The mega app promises to bring every banking function to the smartphone and reduce the cost and time taken for making simple payments. One can use the app to pay for any transaction below Rs. 1 lakh for as low as Rs. 50.

While the biggest impact of the app will be on third-party payments, it also promises to separate the wheat from the chaff in the banking system itself. It will also quicken the much-awaited consolidation process in the banking sector, leaving fewer and stronger players in the field.

The banking industry, which has already been facing a lot of pressure of late from rising competition, shortage of capital, stressed loan books and falling margins now has another challenge in front of it: that of embracing technology at superfast speed. Domestic lenders that fail to keep pace with this technology upgradation may fall behind the competition and eventually go out of the race altogether. Since this massive technology overhaul will itself require massive expenditure on capacity building, lenders with weaker balance sheets are going to face the pressure most.

This has come about at a time when the sector has been witnessing dramatic technological changes and disruptive innovations besides the asset quality challenge. With RBI issuing “differentiated” licences, the competitive landscape for incumbent banks is changing like never before.

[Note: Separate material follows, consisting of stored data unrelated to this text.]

//! Core emitter struct and per-file entry points.

use crate::synth::{AggregateModule, BundleModule};

use super::Config;

const BANNER: [&str; 3] = [
    "THIS CODE WAS AUTOMATICALLY GENERATED",
    "DO NOT EDIT THIS CODE BY HAND",
    "RUN THE FOLLOWING COMMAND TO REGENERATE:",
];

/// Renders one generated TypeScript file per call.
pub struct Emitter {
    pub(super) config: Config,
    /// Output buffer
    pub(super) output: String,
}

impl Emitter {
    pub fn new(config: Config) -> Self {
        Self {
            config,
            output: String::new(),
        }
    }

    /// `<bundle>.ts`: the bundle's table, spreading every referenced bundle first.
    pub fn emit_bundle(mut self, module: &BundleModule) -> String {
        self.emit_banner();
        self.render_bundle(module);
        self.finish()
    }

    /// `index.ts`: every bundle table under its bundle name.
    pub fn emit_index(mut self, aggregate: &AggregateModule) -> String {
        self.emit_banner();
        self.render_index(aggregate);
        self.finish()
    }

    /// The `Lib` union of bundle names.
    pub fn emit_types(mut self, aggregate: &AggregateModule) -> String {
        self.emit_banner();
        self.render_types(aggregate);
        self.finish()
    }

    /// The options interface and the three shared tag records.
    pub fn emit_base_config(mut self) -> String {
        self.emit_banner();
        self.render_base_config();
        self.finish()
    }

    fn emit_banner(&mut self) {
        if !self.config.banner {
            return;
        }
        for line in BANNER {
            self.output.push_str("// ");
            self.output.push_str(line);
            self.output.push('\n');
        }
        self.output.push_str("// ");
        self.output.push_str(&self.config.regenerate_command);
        self.output.push_str("\n\n");
    }

    fn finish(mut self) -> String {
        // Ensure exactly one trailing newline
        self.output.truncate(self.output.trim_end().len());
        self.output.push('\n');
        self.output
    }
}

Yet, till date the incumbent banks continued to enjoy a competitive advantage, which also acted as an entry barrier for the new entrants. Technology has now made those classic advantages redundant.

While all banks by and large have their own digital platforms by now, the non-linear benefits of this technology boom will only accrue to those players who can move fast to capture the market and build superior cross-selling capabilities and also offer a diversified products portfolio to monetise their customers better. That means the benefit will accrue mainly to the early movers who can scale up quickly and expand transaction activity and product capabilities.

The private sector players have been faster than their public sector peers on this front with better success rate in encouraging transaction activity levels and float. Analysts say the eventual winners on the digital banking platform will be those entities which can quickly master the ‘small value, high volume’ transactions war.